LE FOND COMMUN DE PLACEMENT EN INNOVATION (FCP) EST UN DRÔLE D'ANIMAL CENSE DRAINER L'EPARGNE DES PARTICULIERS VERS LE CAPITAL DES ENTREPRISES, L'OUTIL SE REVELE A LA FOIS PEU EFFICACE, COÛTEUX, VOIRE FRANCHEMENT PERVERS.


Philippe Méré, avec l'aimable autorisation de l'Expansion Entrepreneuriat

La France est un pays où l'Etat tient une place centrale. La puissance publique et ses têtes pensantes ont considéré que les fonds de capital-risque disponibles au milieu des années 90 n'étaient pas assez nombreux pour apporter des ressources financières suffisantes aux innombrables et prometteur projets français ayant pour but la création d'entreprises de technologie. Ainsi, dans un souci de cohérence avec la loi sur l'innovation du début des années 2000, le lancement ou la revitalisation des incubateurs publics et le plan de stimula­tion des chercheurs universitaires créateurs d'entreprises fondées sur la science, il deve­nait nécessaire de mettre en place un sou­tien financier efficace.
La question posée alors peut s'exprimer ainsi : comment assurer ce financement sans sombrer rapidement dans une vérita­ble économie soviétique, où l'Etat devien­drait peu ou prou actionnaire de toutes les entreprises innovantes?
La réponse a été trouvée par le biais de la défiscalisation, Dans un pays où 43 % du PIB est absorbé par l'Etat, la défiscalisation est le moyen habituel utilisé pour pallier les déficiences du grand vilain marché! On laissera au lecteur le soin d'apprécier économique des programmes de défiscalisation (par exemple : DOM-TOM, forêts, Périssol pour l'immobilier, Sofica pour le cinéma). Mais l'iidée était lancée et l'outil magique, identifié : le FCPI (Fonds commun de placement en innovation).
Le FCPI est un « animal » fiscal qui per­met à un particulier de réduire le montant de son impôt sur le revenu de 25 % de la somme investie dans le fonds. Cette réduc­tion d'impôt est plafonnée à 3000 euros pour un célibataire et à 6000 euros pour un couple. Cela revient à dire que le montant de l'investissement dans ces fonds peut aller jusqu'à 12000 euros pour un particulier et 24000 euros pour un couple dans une logique de maximisation de la réduction d'impôt. Il convient également d'observer que le souscripteur peut bénéficier, acces­soirement, d'une exonération de la taxation sur des plus-values à la sortie.
Si l'idée de ce nouvel outil fiscal est généreuse, puisqu'il est censé permettre à grande échelle le financement de l'innovation, force est de constater qu'il introduit un certain nombre de biais dans le financement de la création d'entreprise technologique. Tout d'abord, il a généré des effets d'au­baine. Des gestionnaires de fonds de FCPI se sont installés sur ce marché où se créent des entreprises! Des banques, des assureurs - et pourquoi pas, bientôt, les hypermar­chés Carrefour et les stations Total? - dis­tribuent ce produit magique destiné à créer de solides entreprises de technologie et à remédier à la frilosité des fonds de capital-risque existants - qui n'avaient eux rien compris !


Focus

La défiscalisation, outil à tout faire des politiques publiques, est utilisée en France pour inciter les particuliers à investir au capital d'entreprise innovantes.
Or les milliards ainsi levés chaque année ne financent qu'un tout petit nombre d'entreprises.
En outre, ce mécanisme introduit des effets pervers dans le fonctionnement du marché du capital-risque et n'encourage pas les comportements d'entrepreneurs.

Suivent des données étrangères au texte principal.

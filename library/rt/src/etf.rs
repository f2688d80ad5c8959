//! The external term format: a portable, self-describing binary encoding
//! of terms, used by `term_to_binary`/`binary_to_term` and by the literal
//! chunk of module images. Tag values follow the classic format so
//! fixtures are recognizable in a hex dump.

use num_bigint::{BigInt, Sign};
use num_traits::Zero;

use crate::heap::{HeapFull, ProcessHeap};
use crate::process::ProcessId;
use crate::term::{Atom, AtomError, BoxKind, OpaqueTerm, Tag};

pub const VERSION_BYTE: u8 = 131;

const SMALL_INTEGER_EXT: u8 = 97;
const INTEGER_EXT: u8 = 98;
const NEW_FLOAT_EXT: u8 = 70;
const SMALL_BIG_EXT: u8 = 110;
const LARGE_BIG_EXT: u8 = 111;
const ATOM_UTF8_EXT: u8 = 118;
const SMALL_ATOM_UTF8_EXT: u8 = 119;
const SMALL_TUPLE_EXT: u8 = 104;
const LARGE_TUPLE_EXT: u8 = 105;
const NIL_EXT: u8 = 106;
const STRING_EXT: u8 = 107;
const LIST_EXT: u8 = 108;
const BINARY_EXT: u8 = 109;
const MAP_EXT: u8 = 116;
const NEW_PID_EXT: u8 = 88;
const NEWER_REFERENCE_EXT: u8 = 90;

#[derive(Debug, thiserror::Error)]
pub enum EtfError {
    #[error("unexpected end of input")]
    Eof,
    #[error("unsupported version byte {0}")]
    BadVersion(u8),
    #[error("unknown tag {0}")]
    BadTag(u8),
    #[error("malformed payload")]
    Malformed,
    #[error(transparent)]
    Atom(#[from] AtomError),
    #[error(transparent)]
    Heap(#[from] HeapFull),
    #[error("term cannot be encoded")]
    Unencodable,
}

/// Encodes `term` (owned by `heap`) into a self-contained byte vector.
/// Closures are not encodable.
pub fn encode(heap: &ProcessHeap, term: OpaqueTerm) -> Result<Vec<u8>, EtfError> {
    let mut out = vec![VERSION_BYTE];
    encode_term(heap, term, &mut out)?;
    Ok(out)
}

fn encode_term(heap: &ProcessHeap, term: OpaqueTerm, out: &mut Vec<u8>) -> Result<(), EtfError> {
    match term.tag() {
        Tag::Small => {
            let value = term.small_value();
            if (0..=255).contains(&value) {
                out.push(SMALL_INTEGER_EXT);
                out.push(value as u8);
            } else if let Ok(value) = i32::try_from(value) {
                out.push(INTEGER_EXT);
                out.extend_from_slice(&value.to_be_bytes());
            } else {
                encode_big(&BigInt::from(value), out);
            }
        }
        Tag::Atom => {
            let name = term.atom_value().name().as_bytes();
            debug_assert!(name.len() <= 255);
            out.push(SMALL_ATOM_UTF8_EXT);
            out.push(name.len() as u8);
            out.extend_from_slice(name);
        }
        Tag::Special if term.is_nil() => out.push(NIL_EXT),
        Tag::Special => return Err(EtfError::Unencodable),
        Tag::Pid => {
            let pid = term.pid_value();
            out.push(NEW_PID_EXT);
            encode_term(heap, OpaqueTerm::make_atom(crate::term::atoms::NONODE), out)?;
            out.extend_from_slice(&pid.number().to_be_bytes());
            out.extend_from_slice(&pid.serial().to_be_bytes());
            out.extend_from_slice(&0u32.to_be_bytes());
        }
        Tag::Ref => {
            let id = term.ref_value();
            out.push(NEWER_REFERENCE_EXT);
            out.extend_from_slice(&2u16.to_be_bytes());
            encode_term(heap, OpaqueTerm::make_atom(crate::term::atoms::NONODE), out)?;
            out.extend_from_slice(&0u32.to_be_bytes());
            out.extend_from_slice(&((id >> 32) as u32).to_be_bytes());
            out.extend_from_slice(&(id as u32).to_be_bytes());
        }
        Tag::Cons => {
            let mut elems = Vec::new();
            let mut cursor = term;
            while cursor.is_cons() {
                elems.push(heap.cons_head(cursor));
                cursor = heap.cons_tail(cursor);
            }
            out.push(LIST_EXT);
            out.extend_from_slice(&(elems.len() as u32).to_be_bytes());
            for elem in elems {
                encode_term(heap, elem, out)?;
            }
            encode_term(heap, cursor, out)?;
        }
        Tag::Header => return Err(EtfError::Unencodable),
        Tag::Boxed => match heap.header(term).header_kind() {
            BoxKind::Float => {
                out.push(NEW_FLOAT_EXT);
                out.extend_from_slice(&heap.float_value(term).to_bits().to_be_bytes());
            }
            BoxKind::Big => encode_big(&heap.big_value(term), out),
            BoxKind::Tuple => {
                let arity = heap.tuple_arity(term);
                if arity <= 255 {
                    out.push(SMALL_TUPLE_EXT);
                    out.push(arity as u8);
                } else {
                    out.push(LARGE_TUPLE_EXT);
                    out.extend_from_slice(&(arity as u32).to_be_bytes());
                }
                for i in 0..arity {
                    encode_term(heap, heap.tuple_element(term, i), out)?;
                }
            }
            BoxKind::HeapBinary | BoxKind::RefcBinary | BoxKind::SubBinary => {
                out.push(BINARY_EXT);
                heap.with_binary_bytes(term, |bytes| {
                    out.extend_from_slice(&(bytes.len() as u32).to_be_bytes());
                    out.extend_from_slice(bytes);
                });
            }
            BoxKind::SmallMap | BoxKind::LargeMap => {
                let pairs = crate::map::map_pairs(heap, term);
                out.push(MAP_EXT);
                out.extend_from_slice(&(pairs.len() as u32).to_be_bytes());
                for (key, value) in pairs {
                    encode_term(heap, key, out)?;
                    encode_term(heap, value, out)?;
                }
            }
            BoxKind::ExternalRef => {
                out.push(NEWER_REFERENCE_EXT);
                out.extend_from_slice(&2u16.to_be_bytes());
                encode_term(heap, OpaqueTerm::from_raw(heap.word(term, 1)), out)?;
                out.extend_from_slice(&0u32.to_be_bytes());
                let id = heap.word(term, 2);
                out.extend_from_slice(&((id >> 32) as u32).to_be_bytes());
                out.extend_from_slice(&(id as u32).to_be_bytes());
            }
            BoxKind::MapNode | BoxKind::Closure => return Err(EtfError::Unencodable),
        },
    }
    Ok(())
}

fn encode_big(value: &BigInt, out: &mut Vec<u8>) {
    let (sign, bytes) = value.to_bytes_le();
    if bytes.len() <= 255 {
        out.push(SMALL_BIG_EXT);
        out.push(bytes.len() as u8);
    } else {
        out.push(LARGE_BIG_EXT);
        out.extend_from_slice(&(bytes.len() as u32).to_be_bytes());
    }
    out.push((sign == Sign::Minus) as u8);
    out.extend_from_slice(&bytes);
}

/// Decodes a self-contained encoding into `heap`. Decoding into a
/// fragment cannot fail for space; decoding into a fixed process heap can
/// report `Heap(HeapFull)`, letting the caller collect and retry.
pub fn decode(heap: &mut ProcessHeap, bytes: &[u8]) -> Result<OpaqueTerm, EtfError> {
    let mut reader = Reader { bytes, pos: 0 };
    let version = reader.u8()?;
    if version != VERSION_BYTE {
        return Err(EtfError::BadVersion(version));
    }
    let term = decode_term(heap, &mut reader)?;
    Ok(term)
}

struct Reader<'a> {
    bytes: &'a [u8],
    pos: usize,
}

impl<'a> Reader<'a> {
    fn take(&mut self, len: usize) -> Result<&'a [u8], EtfError> {
        let end = self.pos.checked_add(len).ok_or(EtfError::Eof)?;
        if end > self.bytes.len() {
            return Err(EtfError::Eof);
        }
        let slice = &self.bytes[self.pos..end];
        self.pos = end;
        Ok(slice)
    }

    fn u8(&mut self) -> Result<u8, EtfError> {
        Ok(self.take(1)?[0])
    }

    fn u16(&mut self) -> Result<u16, EtfError> {
        Ok(u16::from_be_bytes(self.take(2)?.try_into().unwrap()))
    }

    fn u32(&mut self) -> Result<u32, EtfError> {
        Ok(u32::from_be_bytes(self.take(4)?.try_into().unwrap()))
    }

    fn i32(&mut self) -> Result<i32, EtfError> {
        Ok(i32::from_be_bytes(self.take(4)?.try_into().unwrap()))
    }
}

fn decode_term(heap: &mut ProcessHeap, reader: &mut Reader<'_>) -> Result<OpaqueTerm, EtfError> {
    let tag = reader.u8()?;
    match tag {
        SMALL_INTEGER_EXT => Ok(OpaqueTerm::make_small(reader.u8()? as i64)),
        INTEGER_EXT => Ok(OpaqueTerm::make_small(reader.i32()? as i64)),
        NEW_FLOAT_EXT => {
            let bits = u64::from_be_bytes(reader.take(8)?.try_into().unwrap());
            Ok(heap.float(f64::from_bits(bits))?)
        }
        SMALL_BIG_EXT | LARGE_BIG_EXT => {
            let len = if tag == SMALL_BIG_EXT {
                reader.u8()? as usize
            } else {
                reader.u32()? as usize
            };
            let negative = reader.u8()? != 0;
            let bytes = reader.take(len)?;
            let mut value = BigInt::from_bytes_le(Sign::Plus, bytes);
            if value.is_zero() {
                value = BigInt::zero();
            } else if negative {
                value = -value;
            }
            Ok(heap.big(value)?)
        }
        ATOM_UTF8_EXT | SMALL_ATOM_UTF8_EXT => {
            let len = if tag == ATOM_UTF8_EXT {
                reader.u16()? as usize
            } else {
                reader.u8()? as usize
            };
            let bytes = reader.take(len)?;
            let name = core::str::from_utf8(bytes).map_err(|_| EtfError::Malformed)?;
            Ok(OpaqueTerm::make_atom(Atom::intern(name)?))
        }
        SMALL_TUPLE_EXT | LARGE_TUPLE_EXT => {
            let arity = if tag == SMALL_TUPLE_EXT {
                reader.u8()? as usize
            } else {
                reader.u32()? as usize
            };
            let mut elems = Vec::with_capacity(arity);
            for _ in 0..arity {
                elems.push(decode_term(heap, reader)?);
            }
            Ok(heap.tuple(&elems)?)
        }
        NIL_EXT => Ok(OpaqueTerm::NIL),
        STRING_EXT => {
            let len = reader.u16()? as usize;
            let bytes = reader.take(len)?.to_vec();
            let elems: Vec<OpaqueTerm> =
                bytes.iter().map(|b| OpaqueTerm::make_small(*b as i64)).collect();
            Ok(heap.list_from_slice(&elems, OpaqueTerm::NIL)?)
        }
        LIST_EXT => {
            let len = reader.u32()? as usize;
            let mut elems = Vec::with_capacity(len.min(1 << 16));
            for _ in 0..len {
                elems.push(decode_term(heap, reader)?);
            }
            let tail = decode_term(heap, reader)?;
            Ok(heap.list_from_slice(&elems, tail)?)
        }
        BINARY_EXT => {
            let len = reader.u32()? as usize;
            let bytes = reader.take(len)?.to_vec();
            Ok(heap.binary(&bytes)?)
        }
        MAP_EXT => {
            let arity = reader.u32()? as usize;
            let mut pairs = Vec::with_capacity(arity.min(1 << 16));
            for _ in 0..arity {
                let key = decode_term(heap, reader)?;
                let value = decode_term(heap, reader)?;
                pairs.push((key, value));
            }
            Ok(crate::map::map_from_pairs(heap, &pairs)?)
        }
        NEW_PID_EXT => {
            let _node = decode_term(heap, reader)?;
            let number = reader.u32()?;
            let serial = reader.u32()?;
            let _creation = reader.u32()?;
            if number > ProcessId::NUMBER_MAX {
                return Err(EtfError::Malformed);
            }
            Ok(OpaqueTerm::make_pid(ProcessId::new(number, serial)))
        }
        NEWER_REFERENCE_EXT => {
            let len = reader.u16()? as usize;
            let _node = decode_term(heap, reader)?;
            let _creation = reader.u32()?;
            let mut ids = [0u32; 4];
            if len > ids.len() {
                return Err(EtfError::Malformed);
            }
            for slot in ids.iter_mut().take(len) {
                *slot = reader.u32()?;
            }
            let id = ((ids[0] as u64) << 32) | ids[1] as u64;
            if id < (1 << 61) {
                Ok(OpaqueTerm::make_ref(id))
            } else {
                let node = OpaqueTerm::make_atom(crate::term::atoms::NONODE);
                Ok(heap.external_ref(node, id)?)
            }
        }
        other => Err(EtfError::BadTag(other)),
    }
}

#[cfg(test)]
mod tests {
    use super::*;
    use crate::term::atoms;

    fn roundtrip(build: impl FnOnce(&mut ProcessHeap) -> OpaqueTerm) {
        let mut src = ProcessHeap::fragment();
        let term = build(&mut src);
        let encoded = encode(&src, term).unwrap();
        let mut dst = ProcessHeap::fragment();
        let decoded = decode(&mut dst, &encoded).unwrap();

        // Compare across heaps by re-encoding: the encoding is canonical
        // for the term shapes we construct here
        let reencoded = encode(&dst, decoded).unwrap();
        assert_eq!(encoded, reencoded);
    }

    #[test]
    fn scalar_roundtrips() {
        roundtrip(|_| OpaqueTerm::make_small(0));
        roundtrip(|_| OpaqueTerm::make_small(255));
        roundtrip(|_| OpaqueTerm::make_small(-3));
        roundtrip(|_| OpaqueTerm::make_small(1 << 40));
        roundtrip(|_| OpaqueTerm::make_atom(atoms::OK));
        roundtrip(|_| OpaqueTerm::NIL);
        roundtrip(|h| h.float(3.25).unwrap());
        roundtrip(|h| h.big(BigInt::from(u64::MAX) * 1234567).unwrap());
        roundtrip(|_| OpaqueTerm::make_pid(ProcessId::new(77, 3)));
        roundtrip(|_| OpaqueTerm::make_ref(0xdead_beef));
    }

    #[test]
    fn container_roundtrips() {
        roundtrip(|h| {
            let inner = h.tuple(&[OpaqueTerm::make_small(1), OpaqueTerm::make_small(2)]).unwrap();
            h.list_from_slice(&[inner, OpaqueTerm::make_atom(atoms::ERROR)], OpaqueTerm::NIL)
                .unwrap()
        });
        roundtrip(|h| h.binary(b"some binary payload").unwrap());
        roundtrip(|h| h.binary(&vec![3u8; 300]).unwrap());
        roundtrip(|h| {
            crate::map::map_from_pairs(
                h,
                &[
                    (OpaqueTerm::make_small(1), OpaqueTerm::make_atom(atoms::TRUE)),
                    (OpaqueTerm::make_atom(atoms::OK), OpaqueTerm::make_small(2)),
                ],
            )
            .unwrap()
        });
    }

    #[test]
    fn ten_element_list_roundtrips_idempotently() {
        let mut heap = ProcessHeap::fragment();
        let elems: Vec<OpaqueTerm> = (0..10).map(OpaqueTerm::make_small).collect();
        let list = heap.list_from_slice(&elems, OpaqueTerm::NIL).unwrap();

        let encoded = encode(&heap, list).unwrap();
        let mut dst = ProcessHeap::fragment();
        let decoded = decode(&mut dst, &encoded).unwrap();

        // Equal to the original, structurally
        let mut merged = ProcessHeap::fragment();
        let a = merged.copy_from(&heap, list).unwrap();
        let b = merged.copy_from(&dst, decoded).unwrap();
        assert!(merged.exact_eq(a, b));

        // And idempotent
        let encoded_again = encode(&dst, decoded).unwrap();
        assert_eq!(encoded, encoded_again);
    }

    #[test]
    fn closures_are_unencodable() {
        let mut heap = ProcessHeap::fragment();
        let fun = heap.closure(0, 0, 0, &[]).unwrap();
        assert!(matches!(encode(&heap, fun), Err(EtfError::Unencodable)));
    }

    #[test]
    fn malformed_input_is_rejected() {
        let mut heap = ProcessHeap::fragment();
        assert!(matches!(decode(&mut heap, &[]), Err(EtfError::Eof)));
        assert!(matches!(decode(&mut heap, &[130, 106]), Err(EtfError::BadVersion(130))));
        assert!(matches!(decode(&mut heap, &[131, 200]), Err(EtfError::BadTag(200))));
        // Truncated tuple
        assert!(matches!(decode(&mut heap, &[131, 104, 2, 97, 1]), Err(EtfError::Eof)));
    }
}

Dix ans d'activité des FCPI

En dix ans, 4,4 milliards d'euros ont été « levés » dans 216 FCPI(1). Je laisse le soin au lecteur de calculer les commissions touchées au passage par les bienfaiteurs de la création d'entreprise ! Le budget de l'Etat a ainsi été amputé, au minimum, d'environ 3 milliards d'euros, pour finan­cer 800 entreprises, ce qui fait sans doute de la France la championne toutes catégo­ries de la dépense la plus exorbitante pour la création d'entreprise. Cette somme est en effet un minimum, car certains gestion­naires de FCPI bénéficient de contre-garanties de leurs investissements par Oséo, ce qui leur permet, en cas d'échec, de se faire partiellement indemniser sur le montant investi... et ce encore et toujours grâce à l'argent public!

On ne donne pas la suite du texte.